* EXERCISE REQUIREMENTS *
Would you find each line in the entries below with the string "CreateTeamRequest" and copy it?

[Collected data]

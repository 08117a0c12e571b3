pub mod pokedex;
pub mod team;
pub mod user;

pub use pokedex::PokedexRepository;
pub use team::TeamRepository;
pub use user::UserRepository;

use async_trait::async_trait;
use sea_orm::ConnectionTrait;
use uuid::Uuid;

use crate::error::AppResult;

/// Base repository trait for lookups and deletes by primary key.
///
/// Generic over the connection so the same calls work inside a transaction.
#[async_trait]
pub trait Repository<T>
where
    T: Send + Sync,
{
    /// Find entity by ID
    async fn find_by_id<C: ConnectionTrait>(db: &C, id: Uuid) -> AppResult<T>;

    /// Delete entity by ID
    async fn delete<C: ConnectionTrait>(db: &C, id: Uuid) -> AppResult<()>;
}
use anyhow::Context;
use tracing_subscriber::EnvFilter;
use utoipa::{
    openapi::security::{HttpAuthScheme, HttpBuilder, SecurityScheme},
    Modify, OpenApi,
};
use utoipa_swagger_ui::SwaggerUi;

use pokedex_api::config::Config;
use pokedex_api::handlers::{
    CreatePokedexEntryRequest, CreateTeamRequest, HealthResponse, LoginRequest,
    PokedexEntryResponse, PokedexEntryWithTypesResponse, RegisterRequest, TeamMemberResponse,
    TeamResponse, TokenResponse, UpdatePokedexEntryRequest, UpdateTeamRequest,
};
use pokedex_api::models::{
    Pokemon, PokemonDetail, PokemonSearchPage, PokemonStat, PokemonSummary, PokedexStats,
    SearchHit, UserResponse,
};
use pokedex_api::state::AppState;
use pokedex_api::{build_router, handlers};

/// Security scheme for Bearer token
struct SecurityAddon;

impl Modify for SecurityAddon {
    fn modify(&self, openapi: &mut utoipa::openapi::OpenApi) {
        if let Some(components) = openapi.components.as_mut() {
            components.add_security_scheme(
                "bearer_auth",
                SecurityScheme::Http(
                    HttpBuilder::new()
                        .scheme(HttpAuthScheme::Bearer)
                        .bearer_format("JWT")
                        .build(),
                ),
            );
        }
    }
}

#[derive(OpenApi)]
#[openapi(
    paths(
        handlers::health::health,
        handlers::auth::register,
        handlers::auth::login,
        handlers::auth::me,
        handlers::pokemon::search_pokemon,
        handlers::pokemon::get_pokemon,
        handlers::pokemon::get_pokemon_by_type,
        handlers::pokemon::get_pokemon_card,
        handlers::pokedex::add_entry,
        handlers::pokedex::list_entries,
        handlers::pokedex::list_entries_with_types,
        handlers::pokedex::update_entry,
        handlers::pokedex::delete_entry,
        handlers::pokedex::get_stats,
        handlers::pokedex::export_entries,
        handlers::teams::create_team,
        handlers::teams::list_teams,
        handlers::teams::get_team,
        handlers::teams::update_team,
        handlers::teams::delete_team,
        handlers::teams::export_team,
    ),
    components(schemas(
        HealthResponse,
        RegisterRequest,
        LoginRequest,
        TokenResponse,
        UserResponse,
        Pokemon,
        PokemonStat,
        PokemonDetail,
        PokemonSummary,
        SearchHit,
        PokemonSearchPage,
        CreatePokedexEntryRequest,
        UpdatePokedexEntryRequest,
        PokedexEntryResponse,
        PokedexEntryWithTypesResponse,
        PokedexStats,
        CreateTeamRequest,
        UpdateTeamRequest,
        TeamMemberResponse,
        TeamResponse,
    )),
    modifiers(&SecurityAddon),
    tags(
        (name = "Health", description = "Health check endpoints"),
        (name = "Auth", description = "Registration, login and current user"),
        (name = "Pokemon", description = "PokeAPI catalog passthrough"),
        (name = "Pokedex", description = "Per-user Pokédex collection"),
        (name = "Teams", description = "Teams of up to six Pokémon")
    )
)]
struct ApiDoc;

#[tokio::main]
async fn main() -> anyhow::Result<()> {
    // Load configuration
    let config = Config::from_env().context("Failed to load configuration")?;

    // Initialize tracing
    let filter = EnvFilter::try_from_default_env().unwrap_or_else(|_| EnvFilter::new("info"));
    if config.log_json {
        tracing_subscriber::fmt()
            .with_env_filter(filter)
            .json()
            .init();
    } else {
        tracing_subscriber::fmt().with_env_filter(filter).init();
    }

    let addr = config.server_addr();
    tracing::info!(
        app = %config.app_name,
        version = %config.app_version,
        "Starting server"
    );

    // Initialize application state (database, schema, catalog client)
    tracing::info!("Connecting to database...");
    let state = AppState::new(config)
        .await
        .context("Failed to initialize application state")?;
    tracing::info!("Database connection established");

    // Build the main application router
    let app = build_router(state)
        // Add Swagger UI
        .merge(SwaggerUi::new("/swagger-ui").url("/api-docs/openapi.json", ApiDoc::openapi()));

    let listener = tokio::net::TcpListener::bind(&addr)
        .await
        .with_context(|| format!("Failed to bind {}", addr))?;

    tracing::info!("Server started on http://{}", addr);
    tracing::info!("Swagger UI: http://{}/swagger-ui/", addr);
    axum::serve(
        listener,
        app.into_make_service_with_connect_info::<std::net::SocketAddr>(),
    )
    .await
    .context("Server error")?;

    Ok(())
}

* ANSWER SPACE *
    CreatePokedexEntryRequest, CreateTeamRequest, HealthResponse, LoginRequest,
        CreateTeamRequest,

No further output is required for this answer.